Source code for skmultilearn.ensemble.partition

# -*- coding: utf-8 -*-
from ..problem_transform.br import BinaryRelevance

from scipy import sparse


[docs]class LabelSpacePartitioningClassifier(BinaryRelevance):
    """Partition label space and classify each subspace separately


    This classifier performs classification by:

    1. partitioning the label space into separate, smaller multi-label sub problems, using the supplied label
    space clusterer

    2. training an instance of the supplied base mult-label classifier for each label space subset in the partition

    3. predicting the result with each of subclassifiers and returning the sum of their results

    Parameters
    ----------
    classifier : :class:`~sklearn.base.BaseEstimator`
        the base classifier that will be used in a class, will be
        automatically put under :code:`self.classifier`.
    clusterer : :class:`~skmultilearn.cluster.LabelSpaceClustererBase`
        object that partitions the output space, will be
        automatically put under :code:`self.clusterer`.
    require_dense : [bool, bool]
        whether the base classifier requires [input, output] matrices
        in dense representation, will be automatically
        put under :code:`self.require_dense`.

    Attributes
    ----------
    model_count_ : int
        number of trained models, in this classifier equal to the number of partitions
    partition_ : List[List[int]], shape=(`model_count_`,)
        list of lists of label indexes, used to index the output space matrix, set in :meth:`_generate_partition`
        via :meth:`fit`
    classifiers : List[:class:`~sklearn.base.BaseEstimator`], shape=(`model_count_`,)
        list of classifiers trained per partition, set in :meth:`fit`


    References
    ----------

    If you use this clusterer please cite the clustering paper:

    .. code:: latex

        @Article{datadriven,
            author = {Szymański, Piotr and Kajdanowicz, Tomasz and Kersting, Kristian},
            title = {How Is a Data-Driven Approach Better than Random Choice in
            Label Space Division for Multi-Label Classification?},
            journal = {Entropy},
            volume = {18},
            year = {2016},
            number = {8},
            article_number = {282},
            url = {http://www.mdpi.com/1099-4300/18/8/282},
            issn = {1099-4300},
            doi = {10.3390/e18080282}
        }

    Examples
    --------
    Here's an example of building a partitioned ensemble of Classifier Chains

    .. code :: python

        from skmultilearn.ensemble import MajorityVotingClassifier
        from skmultilearn.cluster import FixedLabelSpaceClusterer
        from skmultilearn.problem_transform import ClassifierChain
        from sklearn.naive_bayes import GaussianNB


        classifier = MajorityVotingClassifier(
            clusterer = FixedLabelSpaceClusterer(clusters = [[1,3,4], [0, 2, 5]]),
            classifier = ClassifierChain(classifier=GaussianNB())
        )
        classifier.fit(X_train,y_train)
        predictions = classifier.predict(X_test)

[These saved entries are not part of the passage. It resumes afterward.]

use serde::{Deserialize, Serialize};

/// Expected JSON shape of the airport endpoint response, pinned per
/// deployment at client construction.
#[derive(Debug, Clone, Copy, PartialEq, Eq, Default)]
pub enum ResponseShape {
    /// The body is a single airport object
    #[default]
    Object,
    /// The body is an array of airport objects; the first entry wins
    Array,
}

/// A single runway at an airport
#[derive(Debug, Clone, Serialize, Deserialize, PartialEq)]
pub struct Runway {
    pub ident: String,
    #[serde(default)]
    pub heading_deg: Option<u16>,
    #[serde(default)]
    pub length_ft: Option<u32>,
    #[serde(default)]
    pub surface: Option<String>,
}

/// Airport metadata as served by the airport endpoint.
///
/// Fields beyond the identifier are optional; deployments differ in how
/// much they populate.
#[derive(Debug, Clone, Serialize, Deserialize, PartialEq)]
pub struct AirportRecord {
    pub icao: String,
    #[serde(default)]
    pub name: Option<String>,
    #[serde(default)]
    pub city: Option<String>,
    #[serde(default)]
    pub country: Option<String>,
    #[serde(default)]
    pub elevation_ft: Option<i32>,
    #[serde(default)]
    pub latitude: Option<f64>,
    #[serde(default)]
    pub longitude: Option<f64>,
    #[serde(default)]
    pub runways: Vec<Runway>,
}

impl AirportRecord {
    /// Display name for the UI, falling back to the identifier.
    pub fn display_name(&self) -> &str {
        self.name.as_deref().unwrap_or(&self.icao)
    }

    /// Look up a runway by its identifier (e.g. "09L").
    pub fn runway(&self, ident: &str) -> Option<&Runway> {
        self.runways.iter().find(|r| r.ident == ident)
    }
}

#[cfg(test)]
mod tests {
    use super::*;

    #[test]
    fn test_full_record_deserializes() {
        let record: AirportRecord = serde_json::from_str(
            r#"{
                "icao": "EGHI",
                "name": "Southampton",
                "city": "Southampton",
                "country": "GB",
                "elevation_ft": 44,
                "latitude": 50.95,
                "longitude": -1.3568,
                "runways": [
                    {"ident": "02", "heading_deg": 23, "length_ft": 5653, "surface": "asphalt"},
                    {"ident": "20", "heading_deg": 203, "length_ft": 5653, "surface": "asphalt"}
                ]
            }"#,
        )
        .unwrap();

        assert_eq!(record.icao, "EGHI");
        assert_eq!(record.display_name(), "Southampton");
        assert_eq!(record.runways.len(), 2);
        assert_eq!(record.runway("20").unwrap().heading_deg, Some(203));
        assert!(record.runway("27").is_none());
    }

    #[test]
    fn test_minimal_record_deserializes() {
        let record: AirportRecord = serde_json::from_str(r#"{"icao": "KJFK"}"#).unwrap();
        assert_eq!(record.icao, "KJFK");
        assert!(record.name.is_none());
        assert!(record.runways.is_empty());
        assert_eq!(record.display_name(), "KJFK");
    }

    #[test]
    fn test_missing_icao_is_an_error() {
        let result = serde_json::from_str::<AirportRecord>(r#"{"name": "Nowhere"}"#);
        assert!(result.is_err());
    }
}
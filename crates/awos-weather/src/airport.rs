//! Client for the airport metadata endpoint.

use std::time::Duration;

use tracing::instrument;

use crate::error::FetchError;
use crate::retry::RetryPolicy;
use crate::types::{AirportRecord, ResponseShape};

const REQUEST_TIMEOUT_SECS: u64 = 10;

/// Fetches airport metadata (`GET <base_url>?icao=<ICAO>[&key=<credential>]`).
///
/// The response shape is pinned at construction: some deployments serve a
/// single object, others an array of matches.
#[derive(Debug, Clone)]
pub struct AirportClient {
    client: reqwest::Client,
    base_url: String,
    api_key: Option<String>,
    shape: ResponseShape,
    retry: RetryPolicy,
}

impl AirportClient {
    pub fn new(
        base_url: &str,
        api_key: Option<&str>,
        shape: ResponseShape,
    ) -> Result<Self, FetchError> {
        let client = reqwest::Client::builder()
            .timeout(Duration::from_secs(REQUEST_TIMEOUT_SECS))
            .build()?;

        Ok(Self {
            client,
            base_url: base_url.to_string(),
            api_key: api_key.map(str::to_string),
            shape,
            retry: RetryPolicy::default(),
        })
    }

    /// Fetch the airport record for `icao`.
    ///
    /// Under the array shape an empty result set is `Ok(None)`, not an
    /// error. A body that does not match the pinned shape is a
    /// `Shape` error.
    #[instrument(skip(self), level = "info")]
    pub async fn fetch(&self, icao: &str) -> Result<Option<AirportRecord>, FetchError> {
        let response = self
            .retry
            .run(|| {
                let mut request = self.client.get(&self.base_url).query(&[("icao", icao)]);
                if let Some(key) = &self.api_key {
                    request = request.query(&[("key", key.as_str())]);
                }
                request.send()
            })
            .await?;

        let status = response.status();
        if !status.is_success() {
            return Err(FetchError::Upstream(format!("status {}", status)));
        }

        let body = response.text().await?;

        match self.shape {
            ResponseShape::Object => {
                let record: AirportRecord = serde_json::from_str(&body)
                    .map_err(|e| FetchError::Shape(format!("expected object: {}", e)))?;
                Ok(Some(record))
            }
            ResponseShape::Array => {
                let records: Vec<AirportRecord> = serde_json::from_str(&body)
                    .map_err(|e| FetchError::Shape(format!("expected array: {}", e)))?;
                Ok(records.into_iter().next())
            }
        }
    }
}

    More advanced examples can be found in `the label relations exploration guide <../labelrelations.ipynb>`_

    """

    def __init__(self, classifier=None, clusterer=None, require_dense=None):
        super(LabelSpacePartitioningClassifier, self).__init__(classifier, require_dense)
        self.clusterer = clusterer
        self.copyable_attrs = ['clusterer', 'classifier', 'require_dense']

[docs]    def predict(self, X):
        """Predict labels for X

        Parameters
        ----------
        X : numpy.ndarray or scipy.sparse.csc_matrix
            input features of shape :code:`(n_samples, n_features)`

        Returns
        -------
        scipy.sparse of int
            binary indicator matrix with label assignments with shape
            :code:`(n_samples, n_labels)`
        """
        X = self._ensure_input_format(
            X, sparse_format='csr', enforce_sparse=True)
        result = sparse.lil_matrix((X.shape[0], self._label_count), dtype=int)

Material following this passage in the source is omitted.